In November 2020, Capcom revealed it was a victim of a ransomware attack that impacted some of the company’s business operations, including email and file servers. In a series of subsequent updates, the video game maker said that the attack was carried out by the Ragnar Locker ransomware group, which destroyed and encrypted data on the game maker’s servers and that the personal data of over 16,000 people was affected in the incident. Now the company says that the incident impacted a total of 15,649 people, down to 766 people from original estimation. The company said that none of the compromised data contained financial information.
“As described in previous announcements, none of the at-risk data contains credit card information. All online transactions etc. are handled by a third-party service provider on a separate system (not involved in this attack), and as such Capcom does not maintain any such information internally,” Capcom said.
According to Capcom, the hackers gained access to its internal network in October 2020 using an outdated backup VPN device managed by Capcom U.S.A. At the time, Capcom explains, the Capcom Group, including the North American subsidiary, had already transitioned to a new model of VPN devices. However, due to the spread of COVID-19 infection in the State of California, where its subsidiary is located, the company had to keep older VPN devices as an emergency backup. The device in question has already been removed from the network.

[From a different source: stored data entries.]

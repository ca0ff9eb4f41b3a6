//! Tracing initialisation and panic-guarded background tasks.
//!
//! Outside dev mode logs go to `data_dir/server.log` (or `LOG_FILE`), in dev
//! mode to stdout. `LOG_FORMAT=json` switches to the JSON formatter.

use std::any::Any;
use std::backtrace::Backtrace;
use std::fs::OpenOptions;
use std::future::Future;
use std::panic::AssertUnwindSafe;
use std::path::PathBuf;
use std::sync::Mutex;

use futures::FutureExt;
use tokio::task::JoinHandle;
use tracing::error;
use tracing_subscriber::EnvFilter;

use crate::config::Config;

/// Install the global tracing subscriber.
///
/// `RUST_LOG` wins over the configured level. If the log file cannot be
/// opened, logging falls back to stdout and the reason is printed to stderr.
pub fn init(config: &Config) {
    let filter = std::env::var("RUST_LOG").unwrap_or_else(|_| config.logging.level.clone());
    let builder = tracing_subscriber::fmt().with_env_filter(EnvFilter::new(filter));
    let json = config.logging.format.eq_ignore_ascii_case("json");

    let file = log_file_path(config).and_then(|path| {
        if let Some(parent) = path.parent() {
            if let Err(e) = std::fs::create_dir_all(parent) {
                eprintln!("failed to create log directory {}: {e}", parent.display());
                return None;
            }
        }
        match OpenOptions::new().create(true).append(true).open(&path) {
            Ok(f) => Some(f),
            Err(e) => {
                eprintln!("failed to open log file {}: {e}", path.display());
                None
            }
        }
    });

    match (json, file) {
        (true, Some(f)) => builder.json().with_writer(Mutex::new(f)).init(),
        (true, None) => builder.json().init(),
        (false, Some(f)) => builder.with_ansi(false).with_writer(Mutex::new(f)).init(),
        (false, None) => builder.init(),
    }
}

fn log_file_path(config: &Config) -> Option<PathBuf> {
    match &config.logging.file {
        Some(file) => Some(PathBuf::from(file)),
        None if !config.server.dev_mode => Some(config.server.data_dir().join("server.log")),
        None => None,
    }
}

/// Spawn a background task that logs and swallows panics instead of letting
/// them unwind into the runtime.
///
/// The panic payload and a backtrace are written to the log and to stderr.
pub fn spawn_guarded<F>(name: &'static str, fut: F) -> JoinHandle<()>
where
    F: Future<Output = ()> + Send + 'static,
{
    tokio::spawn(async move {
        if let Err(payload) = AssertUnwindSafe(fut).catch_unwind().await {
            log_panic(name, payload.as_ref());
        }
    })
}

/// Log a recovered panic with a backtrace.
pub fn log_panic(task: &str, payload: &(dyn Any + Send)) {
    let message = panic_message(payload);
    let backtrace = Backtrace::force_capture();
    error!(task, panic = %message, backtrace = %backtrace, "background task panicked");
    eprintln!("fatal: {task} panicked: {message}\n{backtrace}");
}

fn panic_message(payload: &(dyn Any + Send)) -> String {
    if let Some(s) = payload.downcast_ref::<&str>() {
        (*s).to_string()
    } else if let Some(s) = payload.downcast_ref::<String>() {
        s.clone()
    } else {
        "unknown panic payload".to_string()
    }
}
//! HTTP route handlers.
//!
//! | Method | Path      | Auth   | Description                     |
//! |--------|-----------|--------|---------------------------------|
//! | GET    | `/health` | No     | Liveness probe                  |
//! | GET    | `/ws`     | Token* | Viewer WebSocket                |
//!
//! *Either `?token=<secret>` on the upgrade or an `auth` message first.

pub mod health;

use axum::{routing::get, Router};
use tower_http::trace::TraceLayer;

use crate::{ws, AppState};

/// Build the local router. The relay proxy forwards backend paths here too.
pub fn router(state: AppState) -> Router {
    Router::new()
        .route("/health", get(health::health))
        .route("/ws", get(ws::ws_upgrade))
        .layer(TraceLayer::new_for_http())
        .with_state(state)
}
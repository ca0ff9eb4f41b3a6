//! Wire types carried over the tunnel.
//!
//! Every tunnel message is one JSON text frame tagged by `type`:
//!
//! | Type            | Fields                                   | Direction     |
//! |-----------------|------------------------------------------|---------------|
//! | `http_request`  | `id`, `request {method,path,headers,body}` | relay → local |
//! | `http_response` | `id`, `response {status,headers,body}`   | local → relay |
//! | `stream_open`   | `stream_id`                              | relay → local |
//! | `stream_data`   | `stream_id`, `data` (base64)             | both          |
//! | `stream_close`  | `stream_id`                              | both          |
//!
//! Before any of these, the client performs a JSON-RPC 2.0 `register` call
//! (see [`RegisterRequest`] / [`RegisterResponse`]).

use std::collections::HashMap;
use std::fmt;

use serde::{Deserialize, Serialize};

use super::RelayError;

/// Ceiling for one inbound tunnel message.
pub const MAX_FRAME_BYTES: usize = 10 * 1024 * 1024;

/// Multi-valued header map, keyed by header name.
pub type Headers = HashMap<String, Vec<String>>;

/// Correlation id of an HTTP exchange, echoed verbatim on the response.
#[derive(Debug, Clone, PartialEq, Eq, Hash, Serialize, Deserialize)]
#[serde(untagged)]
pub enum ExchangeId {
    Number(u64),
    Text(String),
}

impl fmt::Display for ExchangeId {
    fn fmt(&self, f: &mut fmt::Formatter<'_>) -> fmt::Result {
        match self {
            Self::Number(n) => write!(f, "{n}"),
            Self::Text(s) => f.write_str(s),
        }
    }
}

/// A relayed HTTP request. `body` is base64.
#[derive(Debug, Clone, PartialEq, Eq, Serialize, Deserialize)]
pub struct HttpRequest {
    pub method: String,
    pub path: String,
    #[serde(default)]
    pub headers: Headers,
    #[serde(default, skip_serializing_if = "String::is_empty")]
    pub body: String,
}

/// The local answer to an [`HttpRequest`]. `body` is base64.
#[derive(Debug, Clone, PartialEq, Eq, Serialize, Deserialize)]
pub struct HttpResponse {
    pub status: u16,
    #[serde(default)]
    pub headers: Headers,
    #[serde(default)]
    pub body: String,
}

#[derive(Debug, Clone, PartialEq, Eq, Serialize, Deserialize)]
#[serde(tag = "type", rename_all = "snake_case")]
pub enum Frame {
    HttpRequest { id: ExchangeId, request: HttpRequest },
    HttpResponse { id: ExchangeId, response: HttpResponse },
    StreamOpen { stream_id: String },
    StreamData { stream_id: String, data: String },
    StreamClose { stream_id: String },
}

impl Frame {
    /// Parse one inbound text message, enforcing [`MAX_FRAME_BYTES`].
    pub fn decode(text: &str) -> Result<Self, RelayError> {
        if text.len() > MAX_FRAME_BYTES {
            return Err(RelayError::FrameTooLarge(text.len()));
        }
        Ok(serde_json::from_str(text)?)
    }

    pub fn encode(&self) -> Result<String, serde_json::Error> {
        serde_json::to_string(self)
    }
}

/// JSON-RPC `register` call sent once per tunnel connection.
#[derive(Debug, Serialize)]
pub struct RegisterRequest<'a> {
    jsonrpc: &'static str,
    method: &'static str,
    params: RegisterParams<'a>,
    id: u32,
}

#[derive(Debug, Serialize)]
struct RegisterParams<'a> {
    relay_token: &'a str,
}

impl<'a> RegisterRequest<'a> {
    pub fn new(relay_token: &'a str) -> Self {
        Self {
            jsonrpc: "2.0",
            method: "register",
            params: RegisterParams { relay_token },
            id: 1,
        }
    }
}

#[derive(Debug, Deserialize)]
pub struct RegisterResponse {
    #[serde(default)]
    result: Option<RegisterResult>,
    #[serde(default)]
    error: Option<RpcError>,
}

#[derive(Debug, Deserialize)]
struct RegisterResult {
    #[serde(default)]
    status: String,
}

#[derive(Debug, Deserialize)]
struct RpcError {
    #[serde(default)]
    message: String,
}

impl RegisterResponse {
    /// The reported status on success. An error reply, or a reply carrying
    /// neither result nor error, rejects the connection attempt.
    pub fn into_status(self) -> Result<String, RelayError> {
        match (self.result, self.error) {
            (_, Some(err)) => Err(RelayError::Rejected(err.message)),
            (Some(result), None) => Ok(result.status),
            (None, None) => Err(RelayError::Rejected("empty register reply".into())),
        }
    }
}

“While the Company had existing perimeter security measures in place and, as explained below, was in the processes of adopting defensive measures such as a SOC service and EDR, the Company had been forced to prioritize infrastructure improvements necessitated by the spread of COVID-19. As a result, the use of these measures was still in the process of being verified (not yet implemented) at the time this matter took place,” Capcom said in its final update regarding the ransomware attack.
“In addition to the Company's existing perimeter security measures, following the incident, Capcom has taken a variety of measures to strengthen existing security with the aim of preventing any reoccurrence. This includes the introduction of an SOC service, which continuously monitors external connections, and EDR, which allows for early detection of unusual activity on devices.”